▶ _Task to complete_:
Which lines in the data below contain the word "unwrap"? Return each of them.

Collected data
[Start of section]
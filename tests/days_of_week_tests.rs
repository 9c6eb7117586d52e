use chrono::{Datelike, Duration, NaiveDate, Weekday};
use homeschool_schedule::{DaysOfWeek, DaysOfWeekError};

fn d(y: i32, m: u32, d: u32) -> NaiveDate {
    NaiveDate::from_ymd_opt(y, m, d).unwrap()
}

const ALL_DAYS: [Weekday; 7] = [
    Weekday::Sun,
    Weekday::Mon,
    Weekday::Tue,
    Weekday::Wed,
    Weekday::Thu,
    Weekday::Fri,
    Weekday::Sat,
];

fn mwf() -> DaysOfWeek {
    DaysOfWeek::MONDAY | DaysOfWeek::WEDNESDAY | DaysOfWeek::FRIDAY
}

#[test]
fn flags_are_independent_powers_of_two() {
    let mut seen = 0u8;
    for weekday in ALL_DAYS {
        let bits = DaysOfWeek::flag(weekday).bits();
        assert_eq!(bits.count_ones(), 1);
        assert_eq!(seen & bits, 0);
        seen |= bits;
    }
    assert_eq!(seen, DaysOfWeek::ALL.bits());
    assert_eq!(mwf().bits(), 42);
}

#[test]
fn runs_on_checks_weekday_of_date() {
    let days = mwf();
    // 2021-03-08 is a Monday
    assert!(days.runs_on(d(2021, 3, 8)));
    assert!(!days.runs_on(d(2021, 3, 9)));
    assert!(days.runs_on(d(2021, 3, 10)));
    assert!(days.runs_on_weekday(Weekday::Fri));
    assert!(!days.runs_on_weekday(Weekday::Sun));
}

#[test]
fn describe_joins_day_names() {
    assert_eq!(mwf().describe(), "Monday, Wednesday, and Friday");
    assert_eq!(
        (DaysOfWeek::MONDAY | DaysOfWeek::WEDNESDAY).describe(),
        "Monday and Wednesday"
    );
    assert_eq!(DaysOfWeek::THURSDAY.describe(), "Thursday");
    assert_eq!(DaysOfWeek::NONE.describe(), "");
    assert_eq!(
        (DaysOfWeek::SUNDAY | DaysOfWeek::SATURDAY).to_string(),
        "Sunday and Saturday"
    );
}

#[test]
fn describe_is_empty_only_for_zero_mask() {
    for bits in 0..=127u8 {
        let days = DaysOfWeek::from_bits(bits).unwrap();
        assert_eq!(days.describe().is_empty(), bits == 0, "mask {bits}");
    }
}

#[test]
fn abbreviation_uses_day_codes() {
    assert_eq!(mwf().abbreviation(), "MWF");
    assert_eq!(
        (DaysOfWeek::TUESDAY | DaysOfWeek::THURSDAY).abbreviation(),
        "TR"
    );
    assert_eq!(DaysOfWeek::ALL.abbreviation(), "SuMTWRFSa");
    assert_eq!(DaysOfWeek::NONE.abbreviation(), "Not Running");
}

#[test]
fn next_running_day_is_strictly_later_and_running() {
    let start = d(2021, 3, 1);
    for bits in 1..=127u8 {
        let days = DaysOfWeek::from_bits(bits).unwrap();
        for offset in 0..7 {
            let date = start + Duration::days(offset);
            let next = days.next_running_day_after(date);
            assert!(next > date, "mask {bits} from {date}");
            assert!(next - date <= Duration::days(7));
            assert!(days.runs_on(next));

            let previous = days.previous_running_day_before(date);
            assert!(previous < date);
            assert!(days.runs_on(previous));
        }
    }
}

#[test]
fn stepping_a_full_cycle_lands_on_the_same_weekday() {
    let monday = d(2021, 3, 8);
    let mut date = monday;
    for _ in 0..7 {
        date = DaysOfWeek::MONDAY.next_running_day_after(date);
    }
    assert_eq!(date.weekday(), Weekday::Mon);
    assert_eq!(date, monday + Duration::days(49));

    let mut date = monday;
    for _ in 0..7 {
        date = DaysOfWeek::ALL.next_running_day_after(date);
    }
    assert_eq!(date, monday + Duration::days(7));

    // one step per running day covers exactly one week
    let days = mwf();
    let mut date = monday;
    for _ in 0..days.count() {
        date = days.next_running_day_after(date);
    }
    assert_eq!(date, monday + Duration::days(7));
}

#[test]
fn zero_mask_returns_input_date() {
    let date = d(2021, 3, 10);
    let none = DaysOfWeek::NONE;
    assert_eq!(none.next_running_day_after(date), date);
    assert_eq!(none.previous_running_day_before(date), date);
    assert_eq!(none.last_running_day_on_or_before(date), date);
    assert!(none.running_dates_within(d(2021, 3, 7), d(2021, 3, 13)).is_empty());
}

#[test]
fn previous_and_last_running_day() {
    let days = mwf();
    assert_eq!(days.previous_running_day_before(d(2021, 3, 8)), d(2021, 3, 5));
    assert_eq!(days.last_running_day_on_or_before(d(2021, 3, 10)), d(2021, 3, 10));
    // Saturday falls back to Friday
    assert_eq!(days.last_running_day_on_or_before(d(2021, 3, 13)), d(2021, 3, 12));
}

#[test]
fn running_dates_within_week() {
    let dates = mwf().running_dates_within(d(2021, 3, 7), d(2021, 3, 13));
    assert_eq!(dates, vec![d(2021, 3, 8), d(2021, 3, 10), d(2021, 3, 12)]);
}

#[test]
fn superset_matches_bitwise_definition() {
    for a in 0..=127u8 {
        let days_a = DaysOfWeek::from_bits(a).unwrap();
        assert!(days_a.is_superset_of(days_a));
        for b in 0..=127u8 {
            let days_b = DaysOfWeek::from_bits(b).unwrap();
            assert_eq!(days_a.is_superset_of(days_b), a & b == b);
        }
    }
    assert!(DaysOfWeek::ALL.is_superset_of(mwf()));
    assert!(!mwf().is_superset_of(DaysOfWeek::TUESDAY));
}

#[test]
fn weekday_sets_round_trip_through_mask() {
    for bits in 0..=127u8 {
        let original: Vec<Weekday> = ALL_DAYS
            .iter()
            .copied()
            .filter(|weekday| bits & (1 << weekday.num_days_from_sunday()) != 0)
            .collect();
        let days = DaysOfWeek::from_weekdays(original.clone());
        assert_eq!(days.bits(), bits);
        assert_eq!(days.weekdays(), original);
        for weekday in ALL_DAYS {
            assert_eq!(days.runs_on_weekday(weekday), original.contains(&weekday));
        }
    }
}

#[test]
fn masks_above_seven_bits_are_rejected() {
    assert_eq!(
        DaysOfWeek::from_bits(128),
        Err(DaysOfWeekError::OutOfRange(128))
    );
    assert!(DaysOfWeek::try_from(127u8).is_ok());
}

#[test]
fn serializes_as_integer_mask() {
    let json = serde_json::to_string(&mwf()).unwrap();
    assert_eq!(json, "42");
    let parsed: DaysOfWeek = serde_json::from_str("42").unwrap();
    assert_eq!(parsed, mwf());
    assert!(serde_json::from_str::<DaysOfWeek>("200").is_err());
}

#[test]
fn stepping_at_the_calendar_limits_returns_the_input() {
    assert_eq!(
        DaysOfWeek::ALL.next_running_day_after(NaiveDate::MAX),
        NaiveDate::MAX
    );
    assert_eq!(
        DaysOfWeek::ALL.previous_running_day_before(NaiveDate::MIN),
        NaiveDate::MIN
    );
    assert_eq!(
        DaysOfWeek::ALL.running_dates_within(NaiveDate::MAX, NaiveDate::MAX),
        vec![NaiveDate::MAX]
    );
}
[End of section]
▶ _Result below_:
    NaiveDate::from_ymd_opt(y, m, d).unwrap()
        let days = DaysOfWeek::from_bits(bits).unwrap();
        let days = DaysOfWeek::from_bits(bits).unwrap();
        let days_a = DaysOfWeek::from_bits(a).unwrap();
            let days_b = DaysOfWeek::from_bits(b).unwrap();
    let json = serde_json::to_string(&mwf()).unwrap();
    let parsed: DaysOfWeek = serde_json::from_str("42").unwrap();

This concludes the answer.